Post by Daniel Shawul »

I think what you described comes naturally to those who do iterative search like me. I already manage the stack myself so I can do those things and even more specially when dealing with a parallel search. You can stop/exit/restart at the same point if you always have the tree state saved. In your case it seems you basically do recursive search but save only part of what you need.
Two things have always bothered me about search:
1) The root node is usually treated differently from other nodes, while logically it is like any PV node. So what is good for the root, (e.g. sorting on node count), should also be good for other PV nodes.
I think some have tried to use a small hash table for the PV to apply node sorting for deeper PVs as well. This is applied real time while search is going on and not necessarily on a stop-resume sequence. I also do some more root specific things (keeping best root score, printing pv, different reduction/extension amounts, restarting on a _fail_low etc..), so it might still be a good idea to keep it separate.
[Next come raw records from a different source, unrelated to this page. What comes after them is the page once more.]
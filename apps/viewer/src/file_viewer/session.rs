//! ViewerSession — one open file, the chunk on screen, and the search cursor.
//!
//! Sessions are cached by ID and removed on close. Navigation re-scans the file from the
//! start, so the cache lock is released while the reader runs and retaken to apply the result.

use std::collections::HashMap;
use std::path::PathBuf;
use std::sync::atomic::{AtomicU64, Ordering};
use std::sync::{LazyLock, Mutex};

use chunked_reader::{
    ChunkedLineReader, KeywordQuery, LinePosition, LoadedChunk, OccurrenceResult, TextEncoding, TextSource,
};
use log::debug;
use serde::Serialize;

use super::ViewerError;
use super::display::{self, DisplayRow, Highlight};
use super::navigation::{self, kept_row, parse_line_input};
use crate::ignore_poison::IgnorePoison;
use crate::settings::ViewerSettings;

/// Result returned when opening a viewer session.
#[derive(Debug, Clone, Serialize)]
#[serde(rename_all = "camelCase")]
pub struct ViewerOpenResult {
    pub session_id: String,
    pub file_name: String,
    pub encoding: TextEncoding,
    /// The first chunk of the file.
    pub view: ViewerView,
}

#[derive(Debug, Clone, Serialize)]
#[serde(rename_all = "camelCase")]
pub struct SessionSummary {
    pub session_id: String,
    pub file_name: String,
    pub encoding: TextEncoding,
}

/// Everything the frontend needs to draw a session.
#[derive(Debug, Clone, Serialize)]
#[serde(rename_all = "camelCase")]
pub struct ViewerView {
    pub session_id: String,
    pub file_name: String,
    pub encoding: TextEncoding,
    pub chunk_index: usize,
    /// 0 for an empty file.
    pub total_chunks: usize,
    pub rows: Vec<DisplayRow>,
    pub keyword: Option<String>,
    pub occurrence: Option<OccurrenceResult>,
    pub highlight: Option<Highlight>,
    /// Show the "load previous" prompt at the top.
    pub can_load_previous: bool,
    /// Show the "load next" prompt at the bottom.
    pub can_load_next: bool,
    /// Row to scroll to after this call, if it moved the view.
    pub scroll_to_row: Option<usize>,
}

#[derive(Debug, Default)]
struct SearchState {
    keyword: Option<String>,
    /// Last found match; cleared when a search runs out of matches.
    cursor: Option<LinePosition>,
    occurrence: Option<OccurrenceResult>,
}

struct ViewerSession {
    id: String,
    source: TextSource,
    reader: ChunkedLineReader,
    wrap_length: usize,
    /// `None` only for an empty file.
    chunk: Option<LoadedChunk>,
    expanded: Vec<bool>,
    search: SearchState,
    opened: u64,
}

#[derive(Debug, Clone, Copy)]
enum Page {
    Previous,
    Next,
}

/// Global session cache.
static SESSIONS: LazyLock<Mutex<HashMap<String, ViewerSession>>> = LazyLock::new(|| Mutex::new(HashMap::new()));

static OPEN_COUNTER: AtomicU64 = AtomicU64::new(0);

fn generate_session_id() -> String {
    uuid::Uuid::new_v4().to_string()
}

/// Expands tilde (~) to the user's home directory.
fn expand_tilde(path: &str) -> String {
    if (path.starts_with("~/") || path == "~")
        && let Some(home) = dirs::home_dir()
    {
        return path.replacen("~", &home.to_string_lossy(), 1);
    }
    path.to_string()
}

impl ViewerSession {
    fn show(&mut self, chunk: Option<LoadedChunk>) {
        self.expanded = chunk
            .as_ref()
            .map(|c| display::initial_expanded(c, self.wrap_length))
            .unwrap_or_default();
        self.chunk = chunk;
    }

    fn chunk_index(&self) -> usize {
        self.chunk.as_ref().map_or(0, |c| c.chunk_index)
    }

    fn total_chunks(&self) -> usize {
        self.chunk.as_ref().map_or(0, |c| c.total_chunks)
    }

    fn can_load(&self, page: Page) -> bool {
        match page {
            Page::Previous => self.chunk_index() > 0,
            Page::Next => self.chunk_index() + 1 < self.total_chunks(),
        }
    }

    /// Absolute line shown at `row`, clamped to the chunk.
    fn visible_line(&self, row: usize) -> usize {
        self.chunk.as_ref().map_or(0, |c| {
            let last_row = c.lines.len().saturating_sub(1);
            c.absolute_line(row.min(last_row))
        })
    }

    fn file_name(&self) -> String {
        self.source.name().to_string()
    }

    fn view(&self, scroll_to_row: Option<usize>) -> ViewerView {
        let rows = self
            .chunk
            .as_ref()
            .map(|c| display::display_rows(c, &self.expanded, self.wrap_length))
            .unwrap_or_default();
        let highlight = match (&self.chunk, self.search.cursor, &self.search.keyword) {
            (Some(chunk), Some(position), Some(keyword)) => {
                display::highlight(chunk, position, keyword.chars().count())
            }
            _ => None,
        };

        ViewerView {
            session_id: self.id.clone(),
            file_name: self.file_name(),
            encoding: self.source.encoding(),
            chunk_index: self.chunk_index(),
            total_chunks: self.total_chunks(),
            rows,
            keyword: self.search.keyword.clone(),
            occurrence: self.search.occurrence,
            highlight,
            can_load_previous: self.can_load(Page::Previous),
            can_load_next: self.can_load(Page::Next),
            scroll_to_row,
        }
    }
}

/// Runs `f` on a cached session while holding the cache lock.
fn with_session<T>(
    session_id: &str,
    f: impl FnOnce(&mut ViewerSession) -> Result<T, ViewerError>,
) -> Result<T, ViewerError> {
    let mut sessions = SESSIONS.lock_ignore_poison();
    let session = sessions
        .get_mut(session_id)
        .ok_or_else(|| ViewerError::SessionNotFound(session_id.to_string()))?;
    f(session)
}

/// What a scan needs, copied out so the file is read without the cache lock.
fn scan_inputs(session_id: &str) -> Result<(TextSource, ChunkedLineReader), ViewerError> {
    with_session(session_id, |s| Ok((s.source.clone(), s.reader.clone())))
}

/// Opens a viewer session and loads the first chunk.
pub fn open_session(path: &str, settings: &ViewerSettings) -> Result<ViewerOpenResult, ViewerError> {
    let expanded = expand_tilde(path);
    let file_path = PathBuf::from(&expanded);

    if !file_path.exists() {
        return Err(ViewerError::NotFound(path.to_string()));
    }
    if file_path.is_dir() {
        return Err(ViewerError::IsDirectory);
    }

    let source = TextSource::file(file_path, settings.default_encoding);
    let reader = ChunkedLineReader::new(settings.reader_config());
    let first_chunk = reader.locate_chunk_by_index(&source, 0)?;

    let mut session = ViewerSession {
        id: generate_session_id(),
        source,
        reader,
        wrap_length: settings.wrap_length,
        chunk: None,
        expanded: Vec::new(),
        search: SearchState::default(),
        opened: OPEN_COUNTER.fetch_add(1, Ordering::Relaxed),
    };
    session.show(first_chunk);

    let view = session.view(None);
    debug!(
        "open_session: session={}, path={}, encoding={}, total_chunks={}",
        session.id, expanded, view.encoding, view.total_chunks
    );

    let result = ViewerOpenResult {
        session_id: session.id.clone(),
        file_name: view.file_name.clone(),
        encoding: view.encoding,
        view,
    };
    SESSIONS.lock_ignore_poison().insert(session.id.clone(), session);

    Ok(result)
}

/// Open sessions, oldest first.
pub fn list_sessions() -> Vec<SessionSummary> {
    let sessions = SESSIONS.lock_ignore_poison();
    let mut open: Vec<&ViewerSession> = sessions.values().collect();
    open.sort_by_key(|s| s.opened);
    open.into_iter()
        .map(|s| SessionSummary {
            session_id: s.id.clone(),
            file_name: s.file_name(),
            encoding: s.source.encoding(),
        })
        .collect()
}

pub fn get_view(session_id: &str) -> Result<ViewerView, ViewerError> {
    with_session(session_id, |s| Ok(s.view(None)))
}

/// Switches the encoding and reloads from the first line. The search cursor is dropped
/// since positions change with the decoding.
pub fn set_encoding(session_id: &str, encoding: TextEncoding) -> Result<ViewerView, ViewerError> {
    let (source, reader) = scan_inputs(session_id)?;
    let source = source.with_encoding(encoding);
    let chunk = reader.locate_by_line_number(&source, 0)?;

    debug!("set_encoding: session={}, encoding={}", session_id, encoding);

    with_session(session_id, |s| {
        s.source = source;
        s.search.cursor = None;
        s.search.occurrence = None;
        s.show(chunk);
        Ok(s.view(Some(0)))
    })
}

/// Jumps to the line the user typed (1-based). The chunk on screen is kept when the line
/// is past the end of the file.
pub fn goto_line(session_id: &str, input: &str) -> Result<ViewerView, ViewerError> {
    let target = parse_line_input(input)?;
    let (source, reader) = scan_inputs(session_id)?;

    let Some(chunk) = reader.locate_by_line_number(&source, target)? else {
        debug!("goto_line: session={}, line {} not found", session_id, target + 1);
        return Err(ViewerError::TargetNotFound { line: target + 1 });
    };
    let row = chunk.row_of(target);

    with_session(session_id, |s| {
        s.show(Some(chunk));
        Ok(s.view(row))
    })
}

pub fn load_next_chunk(session_id: &str, first_visible_row: usize) -> Result<ViewerView, ViewerError> {
    load_adjacent_chunk(session_id, first_visible_row, Page::Next)
}

pub fn load_previous_chunk(session_id: &str, first_visible_row: usize) -> Result<ViewerView, ViewerError> {
    load_adjacent_chunk(session_id, first_visible_row, Page::Previous)
}

fn load_adjacent_chunk(session_id: &str, first_visible_row: usize, page: Page) -> Result<ViewerView, ViewerError> {
    let (source, reader, index, kept_line) = with_session(session_id, |s| {
        if !s.can_load(page) {
            return Err(ViewerError::NoAdjacentChunk);
        }
        let index = match page {
            Page::Previous => s.chunk_index() - 1,
            Page::Next => s.chunk_index() + 1,
        };
        Ok((
            s.source.clone(),
            s.reader.clone(),
            index,
            s.visible_line(first_visible_row),
        ))
    })?;

    // The file may have shrunk since the prompt was shown.
    let chunk = reader
        .locate_chunk_by_index(&source, index)?
        .ok_or(ViewerError::NoAdjacentChunk)?;
    let row = kept_row(&chunk, kept_line);

    debug!(
        "load_adjacent_chunk: session={}, page={:?}, chunk_index={}, kept_line={}, row={}",
        session_id, page, index, kept_line, row
    );

    with_session(session_id, |s| {
        s.show(Some(chunk));
        Ok(s.view(Some(row)))
    })
}

/// Finds the next occurrence of `keyword`. A miss keeps the chunk on screen and clears the
/// cursor, so searching the same keyword again starts over from the top.
pub fn find(session_id: &str, keyword: &str, first_visible_row: usize) -> Result<ViewerView, ViewerError> {
    let (source, reader, query) = with_session(session_id, |s| {
        let start = navigation::search_start(
            s.search.keyword.as_deref(),
            s.search.cursor,
            keyword,
            s.visible_line(first_visible_row),
        );
        let query = KeywordQuery::new(keyword, start, s.reader.config())?;
        Ok((s.source.clone(), s.reader.clone(), query))
    })?;

    let result = reader.locate_keyword(&source, &query)?;
    let found = result.occurrence.found_position;

    debug!(
        "find: session={}, start={:?}, found={:?}, match {}/{}",
        session_id,
        query.start(),
        found,
        result.occurrence.match_index,
        result.occurrence.total_matches
    );

    with_session(session_id, |s| {
        s.search.keyword = Some(keyword.to_string());
        s.search.cursor = found;
        s.search.occurrence = Some(result.occurrence);

        let scroll_to_row = match (result.chunk, found) {
            (Some(chunk), Some(position)) => {
                let row = chunk.row_of(position.line);
                s.show(Some(chunk));
                row
            }
            _ => None,
        };
        Ok(s.view(scroll_to_row))
    })
}

pub fn dismiss_search(session_id: &str) -> Result<ViewerView, ViewerError> {
    with_session(session_id, |s| {
        s.search = SearchState::default();
        Ok(s.view(None))
    })
}

/// Flips a row between collapsed and expanded. Rows too long to collapse stay expanded.
pub fn toggle_expanded(session_id: &str, row: usize) -> Result<ViewerView, ViewerError> {
    with_session(session_id, |s| {
        let collapsible = s
            .chunk
            .as_ref()
            .filter(|c| row < c.lines.len())
            .map(|c| c.is_collapsible(row, s.wrap_length))
            .ok_or(ViewerError::RowOutOfRange(row))?;
        if collapsible {
            s.expanded[row] = !s.expanded[row];
        }
        Ok(s.view(None))
    })
}

pub fn expand_all(session_id: &str) -> Result<ViewerView, ViewerError> {
    with_session(session_id, |s| {
        s.expanded.fill(true);
        Ok(s.view(None))
    })
}

pub fn collapse_all(session_id: &str) -> Result<ViewerView, ViewerError> {
    with_session(session_id, |s| {
        s.expanded = s
            .chunk
            .as_ref()
            .map(|c| display::initial_expanded(c, s.wrap_length))
            .unwrap_or_default();
        Ok(s.view(None))
    })
}

/// Closes a viewer session. Closing an unknown session is not an error.
pub fn close_session(session_id: &str) -> Result<(), ViewerError> {
    if SESSIONS.lock_ignore_poison().remove(session_id).is_some() {
        debug!("close_session: session={}", session_id);
    }
    Ok(())
}
//! Viewer settings: defaults, the JSON settings file, and env overrides.

mod store;


pub use store::{ViewerSettings, load_settings, load_settings_from, parse_settings, settings_path};
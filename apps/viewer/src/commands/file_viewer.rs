//! Commands for the file viewer.

use chunked_reader::TextEncoding;
use log::debug;

use crate::file_viewer::{self, SessionSummary, ViewerError, ViewerOpenResult, ViewerView};
use crate::settings::ViewerSettings;

fn parse_encoding(name: &str) -> Result<TextEncoding, String> {
    name.parse::<TextEncoding>()
        .map_err(|e| ViewerError::from(e).to_string())
}

/// Opens a viewer session for the given file.
/// `encoding` overrides the default encoding from settings.
pub fn viewer_open(
    path: String,
    encoding: Option<String>,
    settings: &ViewerSettings,
) -> Result<ViewerOpenResult, String> {
    let mut settings = settings.clone();
    if let Some(name) = encoding {
        settings.default_encoding = parse_encoding(&name)?;
    }
    debug!("viewer_open: path={}, encoding={}", path, settings.default_encoding);
    file_viewer::open_session(&path, &settings).map_err(|e| e.to_string())
}

pub fn viewer_list() -> Vec<SessionSummary> {
    file_viewer::list_sessions()
}

pub fn viewer_view(session_id: String) -> Result<ViewerView, String> {
    file_viewer::get_view(&session_id).map_err(|e| e.to_string())
}

/// Switches the session to another encoding by name (e.g. "UTF-16LE") and reloads from line 1.
pub fn viewer_set_encoding(session_id: String, encoding: String) -> Result<ViewerView, String> {
    let encoding = parse_encoding(&encoding)?;
    debug!("viewer_set_encoding: session={}, encoding={}", session_id, encoding);
    file_viewer::set_encoding(&session_id, encoding).map_err(|e| e.to_string())
}

/// Jumps to a line. `line` is the raw user input: 1-based digits.
pub fn viewer_goto(session_id: String, line: String) -> Result<ViewerView, String> {
    debug!("viewer_goto: session={}, line={:?}", session_id, line);
    file_viewer::goto_line(&session_id, &line).map_err(|e| e.to_string())
}

pub fn viewer_next(session_id: String, first_visible_row: usize) -> Result<ViewerView, String> {
    debug!("viewer_next: session={}, first_visible_row={}", session_id, first_visible_row);
    file_viewer::load_next_chunk(&session_id, first_visible_row).map_err(|e| e.to_string())
}

pub fn viewer_previous(session_id: String, first_visible_row: usize) -> Result<ViewerView, String> {
    debug!(
        "viewer_previous: session={}, first_visible_row={}",
        session_id, first_visible_row
    );
    file_viewer::load_previous_chunk(&session_id, first_visible_row).map_err(|e| e.to_string())
}

/// Finds the next occurrence of `keyword`; see `file_viewer::find` for where it starts.
pub fn viewer_find(session_id: String, keyword: String, first_visible_row: usize) -> Result<ViewerView, String> {
    debug!(
        "viewer_find: session={}, keyword_len={}, first_visible_row={}",
        session_id,
        keyword.chars().count(),
        first_visible_row
    );
    let view = file_viewer::find(&session_id, &keyword, first_visible_row).map_err(|e| e.to_string())?;

    debug!(
        "viewer_find: occurrence={:?}, scroll_to_row={:?}",
        view.occurrence, view.scroll_to_row
    );

    Ok(view)
}

pub fn viewer_dismiss_search(session_id: String) -> Result<ViewerView, String> {
    file_viewer::dismiss_search(&session_id).map_err(|e| e.to_string())
}

pub fn viewer_toggle_expanded(session_id: String, row: usize) -> Result<ViewerView, String> {
    file_viewer::toggle_expanded(&session_id, row).map_err(|e| e.to_string())
}

pub fn viewer_expand_all(session_id: String) -> Result<ViewerView, String> {
    file_viewer::expand_all(&session_id).map_err(|e| e.to_string())
}

pub fn viewer_collapse_all(session_id: String) -> Result<ViewerView, String> {
    file_viewer::collapse_all(&session_id).map_err(|e| e.to_string())
}

/// Closes a viewer session and frees its chunk.
pub fn viewer_close(session_id: String) -> Result<(), String> {
    file_viewer::close_session(&session_id).map_err(|e| e.to_string())
}

/// Encoding names the viewer accepts, in picker order.
pub fn viewer_encodings() -> Vec<&'static str> {
    TextEncoding::ALL.iter().map(|e| e.name()).collect()
}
2) When I abort a search (e.g. ponder or analysis because there is input), restarting it does not perfectly resume it at the point where it was aborted. Hash hits go a long way towards that, but in a resumed search all nodes in the aborted branch could have different internal states, e.g. different move ordering if IID was used to order moves. (Plus that hash entries could have been lost.)
When there is input that does not force exit, I handle it right there without aborting search. But I can do it the stack way too. My 'return' from search does not unwind the stack, so when it comebacks back from interruption I could just set the ply to where it left off since everything is there. This is a little awkward since you may have decided to change tree state (making/undoing some moves in between) while you were out, and saving a stack is not exactly same as saving a tree. For something like UCT that stores the whole tree itself resuming is much easier even if the player made moves in between. So I never loose the tree the whole game. When a player makes a move, most of the tree is pruned and search is resumed from the new position.
It seems both problems can be cured the same way, by somehow saving the complete state of a node when you leave it (i.e. includig its move list), so that it can be restored perfectly whenever you re-enter it. This of course means that the critical state info cannot be stored on the system stack, which is not safe after the instance of the routine returns, but could be overwritten. But I store moves on a software-maintained stack anyway, and a struct with other info could easily be put on there too.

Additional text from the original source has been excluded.